▸ **What you will do**: Below are the records; count the lines in which "tracing" occurs and report only that number.

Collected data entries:
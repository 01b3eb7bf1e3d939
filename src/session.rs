//! Login and session verification against the remote backend

use crate::{
    constants::{keys, SESSION_TIMEOUT_SECS, USER_AGENT},
    error::RequestError,
    sources::remote::{check_error, send},
    store::KeyValueStore,
};
use reqwest::Client;
use serde::{Deserialize, Serialize};
use serde_json::{json, Value};

const LOGIN_ENDPOINT: &str = "accounts/login.php";

/// Credentials for the remote backend
#[derive(Debug, Clone, PartialEq, Eq, Serialize, Deserialize)]
pub struct Session {
    /// Normalized API base URL, always ending in `/`
    pub api: String,
    pub token: String,
    pub username: String,
}

impl Session {
    /// Loads the stored session, if all of its keys are present
    pub async fn load(store: &dyn KeyValueStore) -> Result<Option<Self>, RequestError> {
        let api = store.get_non_empty(keys::API).await?;
        let token = store.get_non_empty(keys::TOKEN).await?;
        let username = store.get_non_empty(keys::USERNAME).await?;

        Ok(match (api, token, username) {
            (Some(api), Some(token), Some(username)) => Some(Self {
                api,
                token,
                username,
            }),
            _ => None,
        })
    }

    /// Persists the session so later launches can reuse it
    pub async fn persist(&self, store: &dyn KeyValueStore) -> Result<(), RequestError> {
        store.set(keys::API, &self.api).await?;
        store.set(keys::TOKEN, &self.token).await?;
        store.set(keys::USERNAME, &self.username).await?;
        Ok(())
    }
}

/// Prefixes `http://` when no scheme is given and ensures a trailing slash
pub fn normalize_api_url(url: &str) -> String {
    let mut url = url.trim().to_string();
    if !url.contains("http://") && !url.contains("https://") {
        url = format!("http://{}", url);
    }
    if !url.ends_with('/') {
        url.push('/');
    }
    url
}

#[derive(Debug, Deserialize)]
struct LoginResponse {
    #[serde(default)]
    valid: bool,
    token: Option<String>,
    username: Option<String>,
}

/// Client for the backend's account endpoints
pub struct SessionClient {
    client: Client,
}

impl SessionClient {
    pub fn new() -> Result<Self, RequestError> {
        let client = Client::builder()
            .user_agent(USER_AGENT)
            .build()
            .map_err(RequestError::NetworkError)?;
        Ok(Self { client })
    }

    /// Logs in and returns a session for the normalized API URL
    pub async fn login(&self, url: &str, username: &str, password: &str) -> Result<Session, RequestError> {
        if [url, username, password].iter().any(|field| field.trim().is_empty()) {
            return Err(RequestError::validation("All fields must be filled out."));
        }

        let api = normalize_api_url(url);
        let request = self
            .client
            .post(format!("{}{}", api, LOGIN_ENDPOINT))
            .query(&[("platform", "app")])
            .json(&json!({ "username": username, "password": password }));

        let response = check_error(send(request, SESSION_TIMEOUT_SECS).await?)?;
        let session = Self::parse_login(response, api)?;

        tracing::info!(username = %session.username, api = %session.api, "Logged in");
        Ok(session)
    }

    /// Verifies a stored session; an invalid token is removed from `store`
    pub async fn verify(&self, store: &dyn KeyValueStore) -> Result<(), RequestError> {
        let token = store.get_non_empty(keys::TOKEN).await?;
        let Some(token) = token else {
            return Err(RequestError::validation("Token not found."));
        };
        let api = store.get(keys::API).await?.unwrap_or_default();
        let username = store.get(keys::USERNAME).await?.unwrap_or_default();

        let request = self
            .client
            .post(format!("{}{}", normalize_api_url(&api), LOGIN_ENDPOINT))
            .query(&[("platform", "app")])
            .json(&json!({ "token": token, "username": username }));

        let response = send(request, SESSION_TIMEOUT_SECS).await?;
        if response.get("valid").and_then(Value::as_bool) == Some(true) {
            return Ok(());
        }

        tracing::warn!(username = %username, "Stored session is no longer valid");
        store.remove(keys::TOKEN).await?;
        Err(RequestError::api("Invalid token."))
    }

    fn parse_login(response: Value, api: String) -> Result<Session, RequestError> {
        let login: LoginResponse = serde_json::from_value(response)
            .map_err(|e| RequestError::invalid_response(format!("Malformed login response: {}", e)))?;

        match (login.valid, login.token, login.username) {
            (true, Some(token), Some(username)) => Ok(Session {
                api,
                token,
                username,
            }),
            _ => Err(RequestError::api("Login failed.")),
        }
    }
}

▸ **Task result**: 2